Tony-nominated actor Rory O’Malley is busy ruling the stage these days at the Richard Rodgers Theatre as King George III in the Broadway smash-hit Hamilton. But he took off his crown and powdered-wig to step behind the mic and record an audiobook that is near and dear to his heart, David France’s HOW TO SURVIVE A PLAGUE: The Inside Story of How Citizens and Science Tamed AIDS.
Listen in to hear Rory O’Malley speak about recording the audiobook, the importance of adding LGBTQ literature to all library and bookstore shelves, and why starting Broadway Impact was the most powerful experience he will ever have.
Read excerpts from the audio interview below:
All generations need to “understand how vital their fight was to the survival of not just gay men and women, but to humankind.”
“Getting to work on HOW TO SURVIVE A PLAGUE was really important and meaningful to me…[As] a gay man of my generation, I think the history and the connection to the people who started Act Up, who started the Gay Men’s Health Crisis here in New York City (the city that I love so much and where my dreams have come true)…I owe so much to them. I was able to fight for marriage equality. In my fight, it was about equal rights, about being able to love the person that you love and have the same rights. Their fight was to stay alive, and that fight had to be so desperate and excruciating in so many different ways. And to be able to voice this story…a story that I hope so many people—not just of the generation that lived through it but my generation and generations to come—listen to, study, and understand how vital their fight was to the survival of not just gay men and women, but to humankind.”
On what “Read Proud Listen Proud” means to him…
“The phrase ‘Read Proud Listen Proud’ means a lot to me. I think that it was a journey for me to be proud of who I am and I think that [pride] came from listening to people who were proud, to reading of people who were proud to be themselves. It’s hard to have self-confidence or pride in who you are if you don’t see it emanating from another individual who looks or is like you…

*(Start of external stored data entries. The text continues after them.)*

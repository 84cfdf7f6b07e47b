// SPDX-License-Identifier: AGPL-3.0-or-later
// Copyright (c) 2025 ReifyDB

use colplug_type::{Fragment, FunctionError, Result, Type, Value, return_error};
use tracing::trace;

use crate::{ColumnData, ColumnIter, F64Iter};

/// A named column made of one or more chunks of the same element type.
///
/// `Undefined` chunks are all-null runs and fit into a column of any type.
#[derive(Clone, Debug, PartialEq)]
pub struct Column {
	name: Fragment,
	chunks: Vec<ColumnData>,
}

impl Column {
	pub fn new(name: impl Into<Fragment>, chunks: Vec<ColumnData>) -> Result<Self> {
		let name = name.into();

		let mut expected: Option<Type> = None;
		for chunk in &chunks {
			let actual = chunk.get_type();
			if actual == Type::Undefined {
				continue;
			}
			let Some(first) = expected else {
				expected = Some(actual);
				continue;
			};
			if first != actual {
				return_error!(FunctionError::ChunkTypeMismatch {
					column: name,
					expected: first,
					actual,
				});
			}
		}

		trace!(column = name.text(), chunks = chunks.len(), "column assembled");

		Ok(Self {
			name,
			chunks,
		})
	}

	pub fn single(name: impl Into<Fragment>, data: ColumnData) -> Self {
		Self {
			name: name.into(),
			chunks: vec![data],
		}
	}

	pub fn empty(name: impl Into<Fragment>, target: Type) -> Self {
		Self::single(name, ColumnData::with_capacity(target, 0))
	}

	pub fn name(&self) -> &Fragment {
		&self.name
	}

	pub fn chunks(&self) -> &[ColumnData] {
		&self.chunks
	}

	pub fn len(&self) -> usize {
		self.chunks.iter().map(ColumnData::len).sum()
	}

	pub fn is_empty(&self) -> bool {
		self.len() == 0
	}

	/// Element type of the first typed chunk, `Undefined` if every chunk is
	/// all-null or there are no chunks.
	pub fn get_type(&self) -> Type {
		self.chunks.iter().map(ColumnData::get_type).find(|t| *t != Type::Undefined).unwrap_or(Type::Undefined)
	}

	pub fn null_count(&self) -> usize {
		self.iter().filter(Option::is_none).count()
	}

	pub fn iter(&self) -> ColumnIter<'_> {
		ColumnIter::new(&self.chunks)
	}

	/// Iterates logical rows `offset..offset + len` without copying.
	pub fn iter_range(&self, offset: usize, len: usize) -> ColumnIter<'_> {
		ColumnIter::range(&self.chunks, offset, len)
	}

	/// Numbers widened to `f64`. Check [`Type::is_number`] on
	/// [`Column::get_type`] first: other element types read as null.
	pub fn iter_f64(&self) -> F64Iter<'_> {
		F64Iter::new(self.iter())
	}

	pub fn get_value(&self, idx: usize) -> Value {
		let mut offset = idx;
		for chunk in &self.chunks {
			if offset < chunk.len() {
				return chunk.get_value(offset);
			}
			offset -= chunk.len();
		}
		Value::Undefined
	}

	pub fn to_values(&self) -> Vec<Value> {
		self.iter().map(|v| v.map(|v| v.to_value()).unwrap_or(Value::Undefined)).collect()
	}

	/// Copies logical positions `offset..offset + len` into a column of
	/// one or more chunks, keeping the name.
	pub fn slice(&self, offset: usize, len: usize) -> Column {
		assert!(offset + len <= self.len(), "slice {offset}..{} out of bounds for column of length {}", offset + len, self.len());

		let mut chunks = Vec::new();
		let mut skip = offset;
		let mut take = len;

		for chunk in &self.chunks {
			if take == 0 {
				break;
			}
			if skip >= chunk.len() {
				skip -= chunk.len();
				continue;
			}
			let n = (chunk.len() - skip).min(take);
			chunks.push(chunk.slice(skip, n));
			take -= n;
			skip = 0;
		}

		Column {
			name: self.name.clone(),
			chunks,
		}
	}

	/// Merges all chunks into one.
	pub fn rechunk(&self) -> Column {
		let mut merged = ColumnData::with_capacity(self.get_type(), self.len());
		for chunk in &self.chunks {
			merged.extend(chunk);
		}
		Column::single(self.name.clone(), merged)
	}
}

#[cfg(test)]
mod tests {
	use colplug_type::{Type, Value};

	use crate::{Column, ColumnData};

	#[test]
	fn test_new_rejects_mixed_chunks() {
		let err = Column::new("x", vec![ColumnData::float8([1.0]), ColumnData::int4([1])]).unwrap_err();
		assert_eq!(err.code(), "FUNCTION_012");
	}

	#[test]
	fn test_new_accepts_undefined_chunks() {
		let column =
			Column::new("x", vec![ColumnData::undefined(2), ColumnData::utf8(["a"]), ColumnData::undefined(1)])
				.unwrap();
		assert_eq!(column.get_type(), Type::Utf8);
		assert_eq!(column.len(), 4);
		assert_eq!(column.null_count(), 3);
	}

	#[test]
	fn test_no_chunks() {
		let column = Column::new("x", vec![]).unwrap();
		assert!(column.is_empty());
		assert_eq!(column.get_type(), Type::Undefined);
		assert_eq!(column.iter().count(), 0);
	}

	#[test]
	fn test_get_value_across_chunks() {
		let column = Column::new("x", vec![ColumnData::int2([1, 2]), ColumnData::int2_optional([None, Some(4)])])
			.unwrap();
		assert_eq!(column.get_value(1), Value::Int2(2));
		assert_eq!(column.get_value(2), Value::Undefined);
		assert_eq!(column.get_value(3), Value::Int2(4));
		assert_eq!(column.get_value(4), Value::Undefined);
	}

	#[test]
	fn test_slice_spans_chunks() {
		let column = Column::new(
			"x",
			vec![ColumnData::uint4([1, 2, 3]), ColumnData::uint4([4]), ColumnData::uint4([5, 6])],
		)
		.unwrap();

		let slice = column.slice(2, 3);
		assert_eq!(slice.to_values(), vec![Value::Uint4(3), Value::Uint4(4), Value::Uint4(5)]);
		assert_eq!(slice.chunks().len(), 3);
		assert_eq!(slice.name().text(), "x");
	}

	#[test]
	fn test_iter_range_matches_slice() {
		let column = Column::new(
			"x",
			vec![ColumnData::int8([1, 2]), ColumnData::int8_optional([None, Some(4), Some(5)])],
		)
		.unwrap();

		let ranged: Vec<Value> =
			column.iter_range(1, 3).map(|v| v.map(|v| v.to_value()).unwrap_or(Value::Undefined)).collect();
		assert_eq!(ranged, column.slice(1, 3).to_values());
	}

	#[test]
	fn test_rechunk() {
		let column =
			Column::new("x", vec![ColumnData::float8([1.0]), ColumnData::undefined(1), ColumnData::float8([3.0])])
				.unwrap();
		let merged = column.rechunk();
		assert_eq!(merged.chunks().len(), 1);
		assert_eq!(merged.to_values(), column.to_values());
	}
}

It gives me so much pride to be a gay man, [to know] that I come from a community that fought so hard for its own survival. There are so many stories in the gay community that should be told to young gay people, and to people in every generation, to be proud of who we are, to listen to the stories and make sure that those stories are passed on to generations.”
On his organization Broadway Impact, which mobilized the nationwide theatre community in support of marriage equality
“It was one of the most wonderful experiences of my life to help create Broadway Impact and it’s made me a better artist, a better person—and to see the power of grassroots firsthand—it’s the most powerful experience I’ll ever have.”